Ontario Health Study participant since February 2012
What do you think are the most important issues facing the health of Canadians?
There’s an education gap among Canadians and people aren’t getting the right care at the right time.
I think people should stop consulting Dr. Google and seek the appropriate care at the necessary time.
Hospitals should be used as a last resort. I think a lot of Canadian emergency rooms are filled with people with a cold or sprained ankle.
It’s not that there’s a lack of resources – it’s that they aren’t being accessed properly.
Why did you decide to get involved with the Ontario Health Study?
My wife and I had concerns about my sleep quality, and I was asked to participate in a sleep study. I wore the monitor and after one month, I received some bad results.
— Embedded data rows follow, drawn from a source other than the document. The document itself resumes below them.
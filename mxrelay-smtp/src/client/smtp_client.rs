//! Outbound SMTP connection with STARTTLS and AUTH support.

use std::sync::Arc;

use base64::{Engine, engine::general_purpose::STANDARD};
use mxrelay_common::{incoming, outgoing, tracing};
use tokio::{
    io::{AsyncReadExt, AsyncWriteExt},
    net::TcpStream,
};
use tokio_rustls::{
    TlsConnector,
    rustls::{
        ClientConfig, DigitallySignedStruct, RootCertStore, SignatureScheme,
        client::danger::{HandshakeSignatureValid, ServerCertVerified, ServerCertVerifier},
        pki_types::{CertificateDer, ServerName, UnixTime},
    },
};

use super::{
    error::{ClientError, Result},
    message::dot_stuff,
    response::Response,
};

const BUFFER_SIZE: usize = 8192;

/// Upper bound on a single buffered reply.
const MAX_BUFFER_SIZE: usize = 1024 * 1024;

enum ClientConnection {
    Plain(TcpStream),
    Tls(Box<tokio_rustls::client::TlsStream<TcpStream>>),
}

impl ClientConnection {
    async fn send(&mut self, data: &[u8]) -> Result<()> {
        match self {
            Self::Plain(stream) => stream.write_all(data).await?,
            Self::Tls(stream) => stream.write_all(data).await?,
        }
        Ok(())
    }

    async fn read(&mut self, buf: &mut [u8]) -> Result<usize> {
        let n = match self {
            Self::Plain(stream) => stream.read(buf).await?,
            Self::Tls(stream) => stream.read(buf).await?,
        };
        if n == 0 {
            return Err(ClientError::ConnectionClosed);
        }
        Ok(n)
    }

    async fn upgrade_to_tls(self, host: &str, accept_invalid_certs: bool) -> Result<Self> {
        let Self::Plain(stream) = self else {
            return Err(ClientError::TlsError(
                "Connection is already TLS".to_string(),
            ));
        };

        let mut roots = RootCertStore::empty();
        let native = rustls_native_certs::load_native_certs();
        if !native.errors.is_empty() {
            tracing::warn!(errors = ?native.errors, "Some native certificates could not be loaded");
        }
        let (added, ignored) = roots.add_parsable_certificates(native.certs);
        tracing::trace!(added, ignored, "Loaded native root certificates");

        let mut config = ClientConfig::builder()
            .with_root_certificates(roots)
            .with_no_client_auth();

        if accept_invalid_certs {
            config
                .dangerous()
                .set_certificate_verifier(Arc::new(NoVerifier));
        }

        let server_name = ServerName::try_from(host.to_string())
            .map_err(|e| ClientError::TlsError(format!("Invalid server name {host}: {e}")))?;

        let stream = TlsConnector::from(Arc::new(config))
            .connect(server_name, stream)
            .await
            .map_err(|e| ClientError::TlsError(e.to_string()))?;

        Ok(Self::Tls(Box::new(stream)))
    }
}

/// Accepts any server certificate. Only installed when a domain opts into it.
#[derive(Debug)]
struct NoVerifier;

impl ServerCertVerifier for NoVerifier {
    fn verify_server_cert(
        &self,
        _end_entity: &CertificateDer<'_>,
        _intermediates: &[CertificateDer<'_>],
        _server_name: &ServerName<'_>,
        _ocsp_response: &[u8],
        _now: UnixTime,
    ) -> std::result::Result<ServerCertVerified, tokio_rustls::rustls::Error> {
        Ok(ServerCertVerified::assertion())
    }

    fn verify_tls12_signature(
        &self,
        _message: &[u8],
        _cert: &CertificateDer<'_>,
        _dss: &DigitallySignedStruct,
    ) -> std::result::Result<HandshakeSignatureValid, tokio_rustls::rustls::Error> {
        Ok(HandshakeSignatureValid::assertion())
    }

    fn verify_tls13_signature(
        &self,
        _message: &[u8],
        _cert: &CertificateDer<'_>,
        _dss: &DigitallySignedStruct,
    ) -> std::result::Result<HandshakeSignatureValid, tokio_rustls::rustls::Error> {
        Ok(HandshakeSignatureValid::assertion())
    }

    fn supported_verify_schemes(&self) -> Vec<SignatureScheme> {
        vec![
            SignatureScheme::RSA_PKCS1_SHA256,
            SignatureScheme::RSA_PSS_SHA256,
            SignatureScheme::ECDSA_NISTP256_SHA256,
            SignatureScheme::ED25519,
        ]
    }
}

/// A client session with one mail exchanger.
pub struct SmtpClient {
    connection: Option<ClientConnection>,
    buffer: Vec<u8>,
    buffer_pos: usize,
    host: String,
    accept_invalid_certs: bool,
}

impl SmtpClient {
    /// Resolves `host` and connects to the first address that accepts.
    ///
    /// # Errors
    ///
    /// Returns [`ClientError::HostNotFound`] if `host` has no addresses, or the
    /// last connection error if none of them could be reached.
    pub async fn connect(host: &str, port: u16) -> Result<Self> {
        let addresses: Vec<_> = tokio::net::lookup_host((host, port))
            .await
            .map_err(|e| {
                tracing::debug!(host, error = %e, "Address lookup failed");
                ClientError::HostNotFound(host.to_string())
            })?
            .collect();

        if addresses.is_empty() {
            return Err(ClientError::HostNotFound(host.to_string()));
        }

        let mut last_error = None;
        for address in addresses {
            match TcpStream::connect(address).await {
                Ok(stream) => {
                    tracing::debug!(host, %address, "Connected");
                    return Ok(Self {
                        connection: Some(ClientConnection::Plain(stream)),
                        buffer: vec![0u8; BUFFER_SIZE],
                        buffer_pos: 0,
                        host: host.to_string(),
                        accept_invalid_certs: false,
                    });
                }
                Err(e) => {
                    tracing::debug!(host, %address, error = %e, "Connection attempt failed");
                    last_error = Some(e);
                }
            }
        }

        Err(last_error.map_or(ClientError::ConnectionClosed, ClientError::Io))
    }

    /// Skips certificate verification on a later STARTTLS.
    #[must_use]
    pub const fn accept_invalid_certs(mut self, accept: bool) -> Self {
        self.accept_invalid_certs = accept;
        self
    }

    /// Reads the 220 greeting.
    ///
    /// # Errors
    ///
    /// Returns an error if reading fails or the greeting is malformed.
    pub async fn read_greeting(&mut self) -> Result<Response> {
        self.read_response().await
    }

    async fn send_raw(&mut self, data: &[u8]) -> Result<()> {
        self.connection
            .as_mut()
            .ok_or(ClientError::ConnectionClosed)?
            .send(data)
            .await
    }

    /// Sends one command line and reads the reply.
    ///
    /// # Errors
    ///
    /// Returns an error if sending or reading fails.
    pub async fn command(&mut self, command: &str) -> Result<Response> {
        outgoing!("{command}");
        self.send_raw(format!("{command}\r\n").as_bytes()).await?;
        self.read_response().await
    }

    /// Sends a command line whose contents must not be logged.
    async fn secret_command(&mut self, command: &str, label: &str) -> Result<Response> {
        outgoing!("{label} <redacted>");
        self.send_raw(format!("{command}\r\n").as_bytes()).await?;
        self.read_response().await
    }

    /// # Errors
    ///
    /// Returns an error if the command fails.
    pub async fn ehlo(&mut self, domain: &str) -> Result<Response> {
        self.command(&format!("EHLO {domain}")).await
    }

    /// # Errors
    ///
    /// Returns an error if the command fails.
    pub async fn helo(&mut self, domain: &str) -> Result<Response> {
        self.command(&format!("HELO {domain}")).await
    }

    /// # Errors
    ///
    /// Returns an error if the command fails.
    pub async fn mail_from(&mut self, from: &str) -> Result<Response> {
        self.command(&format!("MAIL FROM:<{from}>")).await
    }

    /// # Errors
    ///
    /// Returns an error if the command fails.
    pub async fn rcpt_to(&mut self, to: &str) -> Result<Response> {
        self.command(&format!("RCPT TO:<{to}>")).await
    }

    /// # Errors
    ///
    /// Returns an error if the command fails.
    pub async fn data(&mut self) -> Result<Response> {
        self.command("DATA").await
    }

    /// Sends a message body, dot-stuffed, followed by the end-of-data marker.
    ///
    /// # Errors
    ///
    /// Returns an error if sending or reading the reply fails.
    pub async fn send_data(&mut self, message: &str) -> Result<Response> {
        let mut payload = dot_stuff(message);
        if !payload.ends_with("\r\n") {
            payload.push_str("\r\n");
        }
        payload.push_str(".\r\n");

        outgoing!("<{} bytes of message data>", payload.len());
        self.send_raw(payload.as_bytes()).await?;
        self.read_response().await
    }

    /// # Errors
    ///
    /// Returns an error if the command fails.
    pub async fn quit(&mut self) -> Result<Response> {
        self.command("QUIT").await
    }

    /// Issues STARTTLS and, if the server agrees, upgrades the connection.
    ///
    /// # Errors
    ///
    /// Returns an error if the command or the TLS handshake fails.
    pub async fn starttls(&mut self) -> Result<Response> {
        let response = self.command("STARTTLS").await?;

        if response.is_success() {
            let connection = self.connection.take().ok_or(ClientError::ConnectionClosed)?;
            self.connection = Some(
                connection
                    .upgrade_to_tls(&self.host, self.accept_invalid_certs)
                    .await?,
            );
            self.buffer_pos = 0;
        }

        Ok(response)
    }

    /// Authenticates with `AUTH PLAIN`.
    ///
    /// # Errors
    ///
    /// Returns an error if sending or reading fails.
    pub async fn auth_plain(&mut self, username: &str, password: &str) -> Result<Response> {
        let token = STANDARD.encode(format!("\0{username}\0{password}"));
        self.secret_command(&format!("AUTH PLAIN {token}"), "AUTH PLAIN")
            .await
    }

    /// Authenticates with `AUTH LOGIN`.
    ///
    /// Returns the first reply that isn't a 334 challenge.
    ///
    /// # Errors
    ///
    /// Returns an error if sending or reading fails.
    pub async fn auth_login(&mut self, username: &str, password: &str) -> Result<Response> {
        let response = self.command("AUTH LOGIN").await?;
        if response.code != 334 {
            return Ok(response);
        }

        let response = self
            .secret_command(&STANDARD.encode(username), "AUTH LOGIN username")
            .await?;
        if response.code != 334 {
            return Ok(response);
        }

        self.secret_command(&STANDARD.encode(password), "AUTH LOGIN password")
            .await
    }

    async fn read_response(&mut self) -> Result<Response> {
        loop {
            if let Some((response, consumed)) =
                Response::parse_response(&self.buffer[..self.buffer_pos])?
            {
                self.buffer.copy_within(consumed..self.buffer_pos, 0);
                self.buffer_pos -= consumed;

                incoming!("{}", response.summary());
                return Ok(response);
            }

            if self.buffer_pos >= self.buffer.len() {
                let new_size = self.buffer.len() * 2;
                if new_size > MAX_BUFFER_SIZE {
                    return Err(ClientError::ParseError(format!(
                        "Response too large (exceeds {MAX_BUFFER_SIZE} bytes)"
                    )));
                }
                self.buffer.resize(new_size, 0);
            }

            let connection = self
                .connection
                .as_mut()
                .ok_or(ClientError::ConnectionClosed)?;
            let n = connection.read(&mut self.buffer[self.buffer_pos..]).await?;
            self.buffer_pos += n;
        }
    }
}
Bad sleeping habits can negatively touch your life in so many ways.
Do you have any personal experience with cancer and/or other chronic diseases?
Yes – lots of them!
I’ve had a few experiences with skin cancer, as well as arthritis and chronic pain.
If there was one thing you could change about health care in your community, what would it be?
Family doctors need less on their plates to they can spend more time with patients. If they could delegate certain tasks to other members of the health-care team, perhaps they could spend more than the allocated five minutes per patient!
Did you learn anything new about yourself after participating in this study?
The Ontario Health Study sends regular communications with links to information and resources that I’ve learned a lot from, including information about my own diagnosis of sleep apnea.
Health segments on the evening news are too short. With the rise of complex chronic diseases and conditions, Canadians need more information, more context, faces and facts!
What would you say to another Canadian who’s thinking about getting involved in Canadian Partnership for Tomorrow Project?
In today’s world, trust is difficult, but I’d say to all CPTP participants and Canadians to trust the scientific process. CPTP scientists are doing good work that is making a difference on health and it’s empowering for me to be a part of this process.
We need to stick with it for the long term to make an impact, and in the meantime, let’s enjoy the baby steps and small wins.